One particular subset of neuropeptides that increases during the dauer stage is an evolutionarily ancient group called the FMRFamides. Many species of parasitic nematodes, which are responsible for disease in millions of people across the world, also contain FMRFamides.
"Parasitic nematodes only have one stage within their life cycle where they are truly infective and must find a host," says Lee. "During this stage, they don't feed, they shrink down, and they're very dauer-like. Thus, we're now interested if what we've learned about neuropeptides in C. elegans can be carried over into parasitic worms. Because the FMRFamide family seems to enable access to new, carrier-seeking behaviors in C. elegans, we think that studying FMRFamides may reveal strategies for disrupting the host-seeking behaviors of parasitic nematodes, and will shed light on how nervous systems can load up different functions and behaviors under different circumstances."

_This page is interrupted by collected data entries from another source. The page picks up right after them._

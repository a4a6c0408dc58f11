//! Single video file sink.
//!
//! The encoder is sized from the stream parameters when they carry a size,
//! otherwise from the first frame. Streams without a frame rate are written
//! at 25 fps.

use std::path::{Path, PathBuf};

use tracing::instrument;

use crate::depth_pipeline::common::{DepthMap, Frame, MediaParams, Result};
#[cfg(not(feature = "video-ffmpeg"))]
use crate::depth_pipeline::common::DepthError;
#[cfg(feature = "video-ffmpeg")]
use crate::depth_pipeline::sink::ffmpeg_encoder::FfmpegEncoder;
use crate::depth_pipeline::sink::writer::FrameSink;

const FALLBACK_FPS: u32 = 25;

/// Which half of the pair goes into the video.
#[derive(Debug, Clone, Copy, PartialEq, Eq, Default)]
pub enum SinkContent {
    #[default]
    Image,
    Depth,
}

pub struct VideoFileSink {
    path: PathBuf,
    content: SinkContent,
    fps: u32,
    #[cfg(feature = "video-ffmpeg")]
    encoder: Option<FfmpegEncoder>,
}

impl VideoFileSink {
    #[cfg(feature = "video-ffmpeg")]
    pub fn create<P: AsRef<Path>>(path: P, content: SinkContent) -> Result<Self> {
        Ok(Self {
            path: path.as_ref().to_path_buf(),
            content,
            fps: FALLBACK_FPS,
            encoder: None,
        })
    }

    #[cfg(not(feature = "video-ffmpeg"))]
    pub fn create<P: AsRef<Path>>(path: P, _content: SinkContent) -> Result<Self> {
        Err(DepthError::Unsupported(format!(
            "{}: video output requires the `video-ffmpeg` feature",
            path.as_ref().display()
        )))
    }

    pub fn path(&self) -> &Path {
        &self.path
    }

    pub fn content(&self) -> SinkContent {
        self.content
    }

    #[cfg(feature = "video-ffmpeg")]
    fn rgb_for(&self, frame: &Frame, depth: &DepthMap) -> (u32, u32, Vec<u8>) {
        match self.content {
            SinkContent::Image => (
                frame.width() as u32,
                frame.height() as u32,
                frame.to_rgb_image().into_raw(),
            ),
            SinkContent::Depth => (
                depth.width() as u32,
                depth.height() as u32,
                depth.to_rgb_image().into_raw(),
            ),
        }
    }
}

#[cfg(feature = "video-ffmpeg")]
impl FrameSink for VideoFileSink {
    fn name(&self) -> &str {
        "video-file"
    }

    #[instrument(skip(self), fields(path = %self.path.display()))]
    fn prepare(&mut self, params: &MediaParams) -> Result<()> {
        self.fps = params.fps.filter(|&fps| fps > 0).unwrap_or(FALLBACK_FPS);
        if self.encoder.is_none() {
            if let (Some(width), Some(height)) = (params.width, params.height) {
                self.encoder = Some(FfmpegEncoder::create(&self.path, width, height, self.fps)?);
            }
        }
        Ok(())
    }

    fn write(&mut self, frame: &Frame, depth: &DepthMap) -> Result<()> {
        let (width, height, rgb) = self.rgb_for(frame, depth);
        let encoder = match self.encoder.as_mut() {
            Some(encoder) => encoder,
            None => self
                .encoder
                .insert(FfmpegEncoder::create(&self.path, width, height, self.fps)?),
        };
        encoder.encode_rgb(&rgb)
    }

    fn close(&mut self) -> Result<()> {
        match self.encoder.take() {
            Some(mut encoder) => encoder.finish(),
            None => Ok(()),
        }
    }
}

#[cfg(not(feature = "video-ffmpeg"))]
impl FrameSink for VideoFileSink {
    fn name(&self) -> &str {
        "video-file"
    }

    #[instrument(skip(self), fields(path = %self.path.display()))]
    fn prepare(&mut self, params: &MediaParams) -> Result<()> {
        self.fps = params.fps.filter(|&fps| fps > 0).unwrap_or(FALLBACK_FPS);
        Err(DepthError::Unsupported(
            "video output requires the `video-ffmpeg` feature".to_string(),
        ))
    }

    fn write(&mut self, _frame: &Frame, _depth: &DepthMap) -> Result<()> {
        Err(DepthError::Unsupported(
            "video output requires the `video-ffmpeg` feature".to_string(),
        ))
    }

    fn close(&mut self) -> Result<()> {
        Ok(())
    }
}

#[cfg(test)]
mod tests {
    use super::*;

    #[cfg(not(feature = "video-ffmpeg"))]
    #[test]
    fn create_without_ffmpeg_is_unsupported() {
        assert!(matches!(
            VideoFileSink::create("out.mp4", SinkContent::Depth),
            Err(DepthError::Unsupported(_))
        ));
    }

    #[cfg(feature = "video-ffmpeg")]
    #[test]
    fn encodes_depth_video_sized_from_first_frame() {
        let dir = tempfile::tempdir().unwrap();
        let path = dir.path().join("depth.mp4");
        let mut sink = VideoFileSink::create(&path, SinkContent::Depth).unwrap();
        let frame = Frame::from_rgb(16, 8, vec![90u8; 16 * 8 * 3]).unwrap();
        let depth = DepthMap::new(16, 8, vec![128u8; 16 * 8]).unwrap();

        sink.prepare(&MediaParams::default()).unwrap();
        for _ in 0..5 {
            sink.write(&frame, &depth).unwrap();
        }
        sink.close().unwrap();
        sink.close().unwrap();

        assert!(std::fs::metadata(&path).unwrap().len() > 0);
    }
}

The paper is titled "FMRFamide-like peptides expand the behavioral repertoire of a densely connected nervous system." In addition to Lee, Shih, Schaedel, and Sternberg, other co-authors are Caltech graduate students Porfirio Quintero-Cadena and Alicia Rogers. Funding was provided by the Howard Hughes Medical Institute and the National Institutes of Health.
Paul Sternberg is an affiliated faculty member of the Tianqiao and Chrissy Chen Institute for Neuroscience at Caltech.